Beberapa waktu lalu, Arin memiliki Hp dengan nilai jutaan rupiah,
mencicil dari sebuah pusat penjualan elektronik. Hp sebelumnya telah
rusak dan menurut Arin, itu adalah salah satu benda primer. Rencananya,
setelah selesai mencicil Hp, Arin akan mencicil motor. Menurut Arin ini
juga kebutuhan primer. Motor tersebut akan dipakai Arin untuk
transportasi ke kantornya.
Tapi, kemudian Arin bingung. Hp-nya kini telah di tangan. Iklan motor
bebek ada di meja belajarnya. Harga kambing yang ditawarkan kemarin
tidak mencapai 800.000. tidak lebih dari harga Hp Arin. Tapi, ketika
melihat tabungan, Arin tak lagi mendapatkan angka yang dia inginkan.
Arin jadi ingat, dia sempat mendapat nasihat dari pengajarnya dulu di
kampus. Dosen Arin itu membenarkan kalau berkurban tampak berat begitu
langsung mengeluarkannya dan memberi solusi dengan menabung terlebih
dahulu. Seperti halnya Hp yang Arin cicil. Yang menjadi pertanyaan
sekarang adalah kenapa mencicil Hp saja bisa, sedangkan berkurban seekor
kambing yang nilainya pahala, justru tidak bisa.
============ ========= ====
Mungkin banyak orang yang mengalami apa yang dialami Arin. Begitu
banyak keinginan dan kebutuhan di kala penghasilan sudah mulai
meningkat. Aturan matematika, ketika kebutuhan cukup menjadi tidak
berlaku. Entah karena pola konsumerisme yang mulai menggerogoti atau
itulah pola ekonomi secara umum. Padahal, kalau dihitung matematika,
dengan penghasilan Arin yang sekarang, dia bisa berkurban dengan
mudahnya. Tapi, yang terjadi malah tidak bisa sama sekali. Arin berkutat
pada kebutuhan pribadi. Seolah tak akan pernah usai dan tak ada
habisnya
Pernahkah kita berpikir bersama. Seringnya, nilai uang menjadi cukup
besar ketika kita ingin menyalurkan ke baitul Maal, tapi lain halnya
ketika dibawa ke Mall. Nilai Rp20.000 menjadi besar ketika kita ingin
memasukkan ke tabung di mesjid pada waktu sholat jumat. Tapi begitu
kecil ketika kita bawa ke mall. Tidak cukup untuk beli sepatu, kalau
makan pun hanya bisa beli paket murah meriah.

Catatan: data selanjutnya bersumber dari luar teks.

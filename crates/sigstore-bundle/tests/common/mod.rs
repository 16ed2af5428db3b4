//! Throwaway PKI for integration tests
//!
//! Builds root → intermediate → leaf with rcgen. The leaf mimics a Fulcio
//! certificate: ten minutes of validity, code-signing EKU, optional issuer
//! extension and URI SAN.

#![allow(dead_code)]

use base64::engine::general_purpose::STANDARD;
use base64::Engine;
use p256::ecdsa::signature::hazmat::PrehashSigner;
use p256::ecdsa::signature::Signer;
use p256::pkcs8::DecodePrivateKey;
use rcgen::{
    BasicConstraints, Certificate, CertificateParams, CustomExtension, DistinguishedName, DnType,
    ExtendedKeyUsagePurpose, Ia5String, IsCa, KeyPair, KeyUsagePurpose, SanType,
};
use sigstore_bundle::crypto::{sha256, X509Certificate};
use sigstore_bundle::trust_root::{CertificateAuthority, ValidityPeriod};
use sigstore_bundle::types::{pae, DsseEnvelope, DsseSignature, INTOTO_MEDIA_TYPE};
use sigstore_bundle::{CertificateChain, MessageSignature, SignatureContent};
use time::{Duration, OffsetDateTime};

pub const ISSUER: &str = "https://token.actions.githubusercontent.com";
pub const SAN: &str = "https://github.com/example/project/.github/workflows/release.yml@refs/heads/main";

/// Leaf issuance instant used by every fixture
pub fn leaf_not_before() -> OffsetDateTime {
    rcgen::date_time_ymd(2024, 3, 1)
}

pub struct LeafOptions {
    pub not_before: OffsetDateTime,
    pub lifetime: Duration,
    pub code_signing: bool,
    pub issuer: Option<&'static str>,
    pub san: Option<&'static str>,
    /// Issue the leaf for a P-384 key instead of P-256
    pub p384: bool,
}

impl Default for LeafOptions {
    fn default() -> Self {
        Self {
            not_before: leaf_not_before(),
            lifetime: Duration::minutes(10),
            code_signing: true,
            issuer: Some(ISSUER),
            san: Some(SAN),
            p384: false,
        }
    }
}

/// Private key of a fixture leaf
pub enum LeafKey {
    P256(p256::ecdsa::SigningKey),
    /// Signs SHA-256 digests, as Sigstore clients do for P-384 certificates
    P384(p384::ecdsa::SigningKey),
}

impl LeafKey {
    /// DER-encoded ECDSA signature over `message`
    pub fn sign(&self, message: &[u8]) -> Vec<u8> {
        match self {
            LeafKey::P256(key) => {
                let signature: p256::ecdsa::Signature = key.sign(message);
                signature.to_der().as_bytes().to_vec()
            }
            LeafKey::P384(key) => {
                let signature: p384::ecdsa::Signature =
                    key.sign_prehash(sha256(message).as_bytes()).unwrap();
                signature.to_der().as_bytes().to_vec()
            }
        }
    }
}

pub struct Pki {
    pub root: X509Certificate,
    pub intermediate: X509Certificate,
    pub leaf: X509Certificate,
    pub leaf_key: LeafKey,
}

impl Pki {
    pub fn new() -> Self {
        Self::with_leaf(LeafOptions::default())
    }

    pub fn with_leaf(options: LeafOptions) -> Self {
        let (root_cert, root_key) = ca_certificate("test root", None);
        let (intermediate_cert, intermediate_key) =
            ca_certificate("test intermediate", Some((&root_cert, &root_key)));

        let leaf_key = if options.p384 {
            KeyPair::generate_for(&rcgen::PKCS_ECDSA_P384_SHA384).unwrap()
        } else {
            KeyPair::generate().unwrap()
        };
        let leaf_cert = leaf_params(&options)
            .signed_by(&leaf_key, &intermediate_cert, &intermediate_key)
            .unwrap();

        let pkcs8 = leaf_key.serialize_der();
        let leaf_key = if options.p384 {
            LeafKey::P384(p384::ecdsa::SigningKey::from_pkcs8_der(&pkcs8).unwrap())
        } else {
            LeafKey::P256(p256::ecdsa::SigningKey::from_pkcs8_der(&pkcs8).unwrap())
        };

        Self {
            root: X509Certificate::from_der(root_cert.der()).unwrap(),
            intermediate: X509Certificate::from_der(intermediate_cert.der()).unwrap(),
            leaf: X509Certificate::from_der(leaf_cert.der()).unwrap(),
            leaf_key,
        }
    }

    /// Chain as shipped in a bundle: leaf and intermediate
    pub fn chain(&self) -> CertificateChain {
        CertificateChain::new(vec![self.leaf.clone(), self.intermediate.clone()]).unwrap()
    }

    /// Chain carrying only the leaf
    pub fn leaf_only_chain(&self) -> CertificateChain {
        CertificateChain::new(vec![self.leaf.clone()]).unwrap()
    }

    /// Authority whose root anchors this PKI, with no validity window
    pub fn authority(&self) -> CertificateAuthority {
        CertificateAuthority::new(self.root.clone()).with_uri("https://fulcio.test")
    }

    pub fn sign_message(&self, artifact: &[u8]) -> SignatureContent {
        MessageSignature::new(
            sha256(artifact).as_bytes().to_vec(),
            "SHA2_256",
            self.leaf_key.sign(artifact),
        )
        .into()
    }

    pub fn sign_envelope(&self, payload: &[u8]) -> SignatureContent {
        sign_envelope_with(&self.leaf_key, payload)
    }
}

pub fn sign_envelope_with(key: &LeafKey, payload: &[u8]) -> SignatureContent {
    let signature = key.sign(&pae(INTOTO_MEDIA_TYPE, payload));
    DsseEnvelope::new(
        INTOTO_MEDIA_TYPE.to_string(),
        STANDARD.encode(payload),
        vec![DsseSignature::from_bytes(&signature, "")],
    )
    .into()
}

/// Window spanning `[start, end]`, given as offsets from the leaf's notBefore
pub fn window(start: Option<Duration>, end: Option<Duration>) -> ValidityPeriod {
    let mut period = ValidityPeriod::unbounded();
    if let Some(start) = start {
        period = period.starting_at(to_chrono(leaf_not_before() + start));
    }
    if let Some(end) = end {
        period = period.ending_at(to_chrono(leaf_not_before() + end));
    }
    period
}

pub fn to_chrono(time: OffsetDateTime) -> chrono::DateTime<chrono::Utc> {
    chrono::DateTime::<chrono::Utc>::from_timestamp(time.unix_timestamp(), 0).unwrap()
}

pub fn statement_json() -> Vec<u8> {
    let digest = sha256(b"release artifact").to_hex();
    format!(
        r#"{{"_type":"https://in-toto.io/Statement/v1","subject":[{{"name":"release.tar.gz","digest":{{"sha256":"{}"}}}}],"predicateType":"https://slsa.dev/provenance/v1","predicate":{{"buildDefinition":{{}}}}}}"#,
        digest
    )
    .into_bytes()
}

fn ca_certificate(name: &str, issuer: Option<(&Certificate, &KeyPair)>) -> (Certificate, KeyPair) {
    let key = KeyPair::generate().unwrap();
    let mut params = CertificateParams::default();
    params.distinguished_name = DistinguishedName::new();
    params.distinguished_name.push(DnType::CommonName, name);
    params.is_ca = IsCa::Ca(BasicConstraints::Unconstrained);
    params.key_usages = vec![KeyUsagePurpose::KeyCertSign, KeyUsagePurpose::CrlSign];
    params.not_before = rcgen::date_time_ymd(2020, 1, 1);
    params.not_after = rcgen::date_time_ymd(2040, 1, 1);

    let cert = match issuer {
        Some((issuer_cert, issuer_key)) => params.signed_by(&key, issuer_cert, issuer_key),
        None => params.self_signed(&key),
    }
    .unwrap();
    (cert, key)
}

fn leaf_params(options: &LeafOptions) -> CertificateParams {
    let mut params = CertificateParams::default();
    params.distinguished_name = DistinguishedName::new();
    params.is_ca = IsCa::NoCa;
    params.key_usages = vec![KeyUsagePurpose::DigitalSignature];
    params.extended_key_usages = if options.code_signing {
        vec![ExtendedKeyUsagePurpose::CodeSigning]
    } else {
        vec![ExtendedKeyUsagePurpose::ServerAuth]
    };
    params.not_before = options.not_before;
    params.not_after = options.not_before + options.lifetime;
    if let Some(san) = options.san {
        params.subject_alt_names = vec![SanType::URI(Ia5String::try_from(san).unwrap())];
    }
    if let Some(issuer) = options.issuer {
        params.custom_extensions = vec![CustomExtension::from_oid_content(
            &[1, 3, 6, 1, 4, 1, 57264, 1, 1],
            issuer.as_bytes().to_vec(),
        )];
    }
    params
}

Banyak dari kita silau dengan kehidupan duniawi. Seolah-olah
segalanya yang terpajang di etalase adalah kebutuhan kita. Padahal,
sering itu hanya tipuan sesaat. Yah, pikiran saat itu, benda ini
”perlu”, tapi sebenarnya hanya ”ingin”.
Seyogyanya, ketika sanggup untuk mencicil kebutuhan duniawi, kenapa
malah justru sulit mencicil tabungan akhirat. Kalau segalanya dimulai
dengan menabung terlebih dahulu. kita bisa mendisiplinkan diri untuk
memprioritaskan kebutuhan-kebutuhan .
Bahkan kita bisa saja memulai tabungan haji dari hari ini, bahkan
bisa dimulai dengan nilai 5.000 perak. Saya teringat dengan tetangga
saya yang mengais rezekinya dari berdagang di warung. Keinginannya
begitu besar untuk pergi haji. Kemudian, ibu warung, biasa dia
dipanggil, mulai bertanya pada tetangganya yang telah pergi haji.
”Nabung, Bu” Ibu warung pun mulai menabung dan siapa yang menduga.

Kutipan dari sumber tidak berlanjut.